SCRUB
Routine used to update records in a file, to replace sensitive customer data. There are entries, containing location and length, for each field to be replaced. One field is the "key" field, eg, account number, and the file should be sorted on that field. What we do is create a simple sequence #, and put it in that field. If there's a SS# in the record, replace that with the same sequence #. Typically other fields, like customer name, are replace with "name" followed by the sequence #.
While doing this, we create a 'control' file with the old account # and the new account #, and all of the other new strings that we create and use. This would allow other coordinated files, to be updated with the same information.

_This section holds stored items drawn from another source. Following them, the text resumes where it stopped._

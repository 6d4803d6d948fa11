use std::sync::Arc;

use crate::{
  observable::{Observable, Producer},
  scheduler::Scheduler,
  sink::Sink,
};

pub struct SubscribeOnOp<Item, Err> {
  pub(crate) source: Observable<Item, Err>,
  pub(crate) scheduler: Arc<dyn Scheduler>,
}

impl<Item, Err> Producer for SubscribeOnOp<Item, Err>
where
  Item: Send + 'static,
  Err: Send + 'static,
{
  type Item = Item;
  type Err = Err;

  fn run(&self, sink: Sink<Item, Err>) {
    let source = self.source.clone();
    let subscriber = sink.clone();
    let scheduled = self.scheduler.schedule(Box::new(move || {
      source.attach(subscriber.clone(), &subscriber);
    }));
    sink.add_upstream(scheduled);
  }
}

impl<Item, Err> Observable<Item, Err>
where
  Item: Send + 'static,
  Err: Send + 'static,
{
  /// Run the subscription side effects (the source's `run`) on `scheduler`,
  /// leaving delivery wherever the source emits.
  pub fn subscribe_on(&self, scheduler: Arc<dyn Scheduler>) -> Observable<Item, Err> {
    Observable::from_producer(SubscribeOnOp { source: self.clone(), scheduler })
  }
}
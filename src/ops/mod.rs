//! The operator library.
//!
//! Every operator is a producer wrapping its upstream observable plus an
//! observer stage that rewrites events on the way down. Operators chain
//! through [`Observable::attach`], which registers the upstream stage with
//! the downstream sink before the upstream runs, so a synchronous terminal
//! (e.g. `take` completing mid-emission) still cancels the source.
//!
//! [`Observable::attach`]: crate::observable::Observable

mod buffer;
mod catch_error;
mod combine_latest;
mod debounce;
mod delay;
mod element;
mod filter;
mod finalize;
mod flat_map;
mod map;
mod merge;
mod observe_on;
mod retry;
mod retry_when;
mod scan;
mod skip;
mod subscribe_on;
mod switch_map;
mod take;
mod throttle_time;
mod timeout;
mod try_map;
mod window_count;
mod zip;

pub use throttle_time::ThrottleEdge;
use std::{sync::Arc, time::Duration};

use once_cell::sync::Lazy;
use tokio::{runtime::Runtime, task::JoinHandle};

use crate::subscription::{Subscription, SubscriptionLike};

use super::Scheduler;

static RUNTIME: Lazy<Runtime> = Lazy::new(|| {
  tokio::runtime::Builder::new_multi_thread()
    .thread_name("rxcore-pool")
    .enable_time()
    .build()
    .unwrap_or_else(|e| panic!("failed to start the shared scheduler runtime: {e}"))
});

static SHARED: Lazy<Arc<TokioScheduler>> = Lazy::new(|| Arc::new(TokioScheduler));

/// Pool scheduler on a process-wide tokio runtime.
///
/// Work units become spawned tasks; timed work awaits the tokio timer, so
/// delays and periods do not tie up a thread. Cancellation aborts the task,
/// which takes effect at the next await point and therefore never interrupts
/// a task mid-closure.
pub struct TokioScheduler;

impl TokioScheduler {
  pub fn shared() -> Arc<dyn Scheduler> { SHARED.clone() }
}

impl Scheduler for TokioScheduler {
  fn schedule(&self, task: Box<dyn FnOnce() + Send>) -> Subscription {
    let handle = RUNTIME.spawn(async move { task() });
    Subscription::new(SpawnHandle { handle })
  }

  fn schedule_after(&self, delay: Duration, task: Box<dyn FnOnce() + Send>) -> Subscription {
    let handle = RUNTIME.spawn(async move {
      tokio::time::sleep(delay).await;
      task();
    });
    Subscription::new(SpawnHandle { handle })
  }

  fn schedule_periodic(&self, period: Duration, mut task: Box<dyn FnMut() + Send>) -> Subscription {
    let handle = RUNTIME.spawn(async move {
      let start = tokio::time::Instant::now() + period;
      let mut ticker = tokio::time::interval_at(start, period);
      loop {
        ticker.tick().await;
        task();
      }
    });
    Subscription::new(SpawnHandle { handle })
  }
}

struct SpawnHandle {
  handle: JoinHandle<()>,
}

impl SubscriptionLike for SpawnHandle {
  fn unsubscribe(&self) { self.handle.abort(); }

  fn is_closed(&self) -> bool { self.handle.is_finished() }
}

#[cfg(test)]
mod test {
  use std::sync::{
    atomic::{AtomicUsize, Ordering},
    Arc,
  };

  use super::*;

  #[test]
  fn runs_off_the_calling_thread() {
    let caller = std::thread::current().id();
    let (tx, rx) = std::sync::mpsc::channel();
    TokioScheduler.schedule(Box::new(move || {
      let _ = tx.send(std::thread::current().id());
    }));
    let worker = rx.recv_timeout(Duration::from_secs(1)).unwrap();
    assert_ne!(caller, worker);
  }

  #[test]
  fn delayed_work_can_be_cancelled() {
    let fired = Arc::new(AtomicUsize::new(0));
    let f = fired.clone();
    let sub = TokioScheduler.schedule_after(
      Duration::from_millis(40),
      Box::new(move || {
        f.fetch_add(1, Ordering::SeqCst);
      }),
    );
    sub.unsubscribe();
    std::thread::sleep(Duration::from_millis(80));
    assert_eq!(fired.load(Ordering::SeqCst), 0);
  }

  #[test]
  fn periodic_fires_until_cancelled() {
    let ticks = Arc::new(AtomicUsize::new(0));
    let t = ticks.clone();
    let sub = TokioScheduler.schedule_periodic(
      Duration::from_millis(10),
      Box::new(move || {
        t.fetch_add(1, Ordering::SeqCst);
      }),
    );
    std::thread::sleep(Duration::from_millis(100));
    sub.unsubscribe();
    let settled = ticks.load(Ordering::SeqCst);
    assert!(settled >= 3, "expected several ticks, got {settled}");
    std::thread::sleep(Duration::from_millis(50));
    assert!(ticks.load(Ordering::SeqCst) <= settled + 1);
  }
}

It's not finished, but this is the source at the moment.
DSCRUB DSECT 0
DSLOC DS F
DSLEN DS F
DS#LOC DS A
DSFORMAT DS C B,C,P
DSKEY DS C
DSQUOTE DS C
DS C
DSTRLEN DS H
DSTRINGO DS CL24
DSTRING DS CL24
LDSCRUB EQU *-DSCRUB
* ------------- THIS IS WHAT A CONTROL CARD LOOKS LIKE -------------
* SCRUB=(##,##,KEY,BIN/KEY,CHAR/KEY,PACK,##,##,'NAME',+
* ##,##,'STREET',##,##,PACKED,##,##,DECIMAL,##,##,BINARY)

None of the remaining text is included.